> _Activity_: The required output is every entry, printed exactly as written.

.....

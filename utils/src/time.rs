//! Human-readable spans for logs and operator messages.

/// Format a duration in seconds to a human-readable string.
pub fn format_duration(secs: u64) -> String {
    if secs < 60 {
        format!("{}s", secs)
    } else if secs < 3600 {
        format!("{}m {}s", secs / 60, secs % 60)
    } else if secs < 86400 {
        format!("{}h {}m", secs / 3600, (secs % 3600) / 60)
    } else {
        format!("{}d {}h", secs / 86400, (secs % 86400) / 3600)
    }
}

/// Render a number of blocks together with its approximate wall-clock span.
pub fn format_block_span(blocks: u32, block_interval_secs: u64) -> String {
    let secs = u64::from(blocks).saturating_mul(block_interval_secs);
    format!("{blocks} blocks (~{})", format_duration(secs))
}

#[cfg(test)]
mod tests {
    use super::*;

    #[test]
    fn formats_each_magnitude() {
        assert_eq!(format_duration(42), "42s");
        assert_eq!(format_duration(125), "2m 5s");
        assert_eq!(format_duration(7260), "2h 1m");
        assert_eq!(format_duration(90_000), "1d 1h");
    }

    #[test]
    fn block_span_uses_interval() {
        assert_eq!(format_block_span(10, 6), "10 blocks (~1m 0s)");
    }
}
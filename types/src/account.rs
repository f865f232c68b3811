//! Chain account identifier.

use serde::{Deserialize, Deserializer, Serialize, Serializer};
use std::fmt;
use std::str::FromStr;

use crate::TypesError;

/// The raw 32-byte public key of a chain account.
///
/// Rendered and parsed as 64 lowercase hex characters.
#[derive(Clone, Copy, PartialEq, Eq, Hash, PartialOrd, Ord)]
pub struct AccountId([u8; 32]);

impl AccountId {
    pub fn new(bytes: [u8; 32]) -> Self {
        Self(bytes)
    }

    pub fn as_bytes(&self) -> &[u8; 32] {
        &self.0
    }

    pub fn to_hex(&self) -> String {
        hex::encode(self.0)
    }
}

impl FromStr for AccountId {
    type Err = TypesError;

    fn from_str(s: &str) -> Result<Self, Self::Err> {
        let trimmed = s.strip_prefix("0x").unwrap_or(s);
        let bytes =
            hex::decode(trimmed).map_err(|e| TypesError::InvalidAccount(format!("{s}: {e}")))?;
        let arr: [u8; 32] = bytes.try_into().map_err(|v: Vec<u8>| {
            TypesError::InvalidAccount(format!("{s}: expected 32 bytes, got {}", v.len()))
        })?;
        Ok(Self(arr))
    }
}

impl fmt::Display for AccountId {
    fn fmt(&self, f: &mut fmt::Formatter<'_>) -> fmt::Result {
        f.write_str(&self.to_hex())
    }
}

impl fmt::Debug for AccountId {
    fn fmt(&self, f: &mut fmt::Formatter<'_>) -> fmt::Result {
        write!(f, "AccountId({})", self.to_hex())
    }
}

impl Serialize for AccountId {
    fn serialize<S: Serializer>(&self, serializer: S) -> Result<S::Ok, S::Error> {
        serializer.serialize_str(&self.to_hex())
    }
}

impl<'de> Deserialize<'de> for AccountId {
    fn deserialize<D: Deserializer<'de>>(deserializer: D) -> Result<Self, D::Error> {
        let s = String::deserialize(deserializer)?;
        s.parse().map_err(serde::de::Error::custom)
    }
}

#[cfg(test)]
mod tests {
    use super::*;

    #[test]
    fn parses_with_and_without_prefix() {
        let hex = "11".repeat(32);
        let a: AccountId = hex.parse().unwrap();
        let b: AccountId = format!("0x{hex}").parse().unwrap();
        assert_eq!(a, b);
        assert_eq!(a.as_bytes(), &[0x11; 32]);
    }

    #[test]
    fn rejects_wrong_length() {
        let err = "abcd".parse::<AccountId>().unwrap_err();
        assert!(matches!(err, TypesError::InvalidAccount(_)));
    }

    #[test]
    fn rejects_non_hex() {
        assert!("zz".repeat(32).parse::<AccountId>().is_err());
    }
}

.....

> _Exercise output_:
filename utils/src/time.rs
//! Human-readable spans for logs and operator messages.

/// Format a duration in seconds to a human-readable string.
pub fn format_duration(secs: u64) -> String {
    if secs < 60 {
        format!("{}s", secs)
    } else if secs < 3600 {
        format!("{}m {}s", secs / 60, secs % 60)
    } else if secs < 86400 {
        format!("{}h {}m", secs / 3600, (secs % 3600) / 60)
    } else {
        format!("{}d {}h", secs / 86400, (secs % 86400) / 3600)
    }
}

/// Render a number of blocks together with its approximate wall-clock span.
pub fn format_block_span(blocks: u32, block_interval_secs: u64) -> String {
    let secs = u64::from(blocks).saturating_mul(block_interval_secs);
    format!("{blocks} blocks (~{})", format_duration(secs))
}

#[cfg(test)]
mod tests {
    use super::*;

    #[test]
    fn formats_each_magnitude() {
        assert_eq!(format_duration(42), "42s");
        assert_eq!(format_duration(125), "2m 5s");
        assert_eq!(format_duration(7260), "2h 1m");
        assert_eq!(format_duration(90_000), "1d 1h");
    }

    #[test]
    fn block_span_uses_interval() {
        assert_eq!(format_block_span(10, 6), "10 blocks (~1m 0s)");
    }
}
filename types/src/account.rs
repository f865f232c68b3811
//! Chain account identifier.

use serde::{Deserialize, Deserializer, Serialize, Serializer};
use std::fmt;
use std::str::FromStr;

use crate::TypesError;

/// The raw 32-byte public key of a chain account.
///
/// Rendered and parsed as 64 lowercase hex characters.
#[derive(Clone, Copy, PartialEq, Eq, Hash, PartialOrd, Ord)]
pub struct AccountId([u8; 32]);

impl AccountId {
    pub fn new(bytes: [u8; 32]) -> Self {
        Self(bytes)
    }

    pub fn as_bytes(&self) -> &[u8; 32] {
        &self.0
    }

    pub fn to_hex(&self) -> String {
        hex::encode(self.0)
    }
}

impl FromStr for AccountId {
    type Err = TypesError;

    fn from_str(s: &str) -> Result<Self, Self::Err> {
        let trimmed = s.strip_prefix("0x").unwrap_or(s);
        let bytes =
            hex::decode(trimmed).map_err(|e| TypesError::InvalidAccount(format!("{s}: {e}")))?;
        let arr: [u8; 32] = bytes.try_into().map_err(|v: Vec<u8>| {
            TypesError::InvalidAccount(format!("{s}: expected 32 bytes, got {}", v.len()))
        })?;
        Ok(Self(arr))
    }
}

impl fmt::Display for AccountId {
    fn fmt(&self, f: &mut fmt::Formatter<'_>) -> fmt::Result {
        f.write_str(&self.to_hex())
    }
}

impl fmt::Debug for AccountId {
    fn fmt(&self, f: &mut fmt::Formatter<'_>) -> fmt::Result {
        write!(f, "AccountId({})", self.to_hex())
    }
}

impl Serialize for AccountId {
    fn serialize<S: Serializer>(&self, serializer: S) -> Result<S::Ok, S::Error> {
        serializer.serialize_str(&self.to_hex())
    }
}

impl<'de> Deserialize<'de> for AccountId {
    fn deserialize<D: Deserializer<'de>>(deserializer: D) -> Result<Self, D::Error> {
        let s = String::deserialize(deserializer)?;
        s.parse().map_err(serde::de::Error::custom)
    }
}

#[cfg(test)]
mod tests {
    use super::*;

    #[test]
    fn parses_with_and_without_prefix() {
        let hex = "11".repeat(32);
        let a: AccountId = hex.parse().unwrap();
        let b: AccountId = format!("0x{hex}").parse().unwrap();
        assert_eq!(a, b);
        assert_eq!(a.as_bytes(), &[0x11; 32]);
    }

    #[test]
    fn rejects_wrong_length() {
        let err = "abcd".parse::<AccountId>().unwrap_err();
        assert!(matches!(err, TypesError::InvalidAccount(_)));
    }

    #[test]
    fn rejects_non_hex() {
        assert!("zz".repeat(32).parse::<AccountId>().is_err());
    }
}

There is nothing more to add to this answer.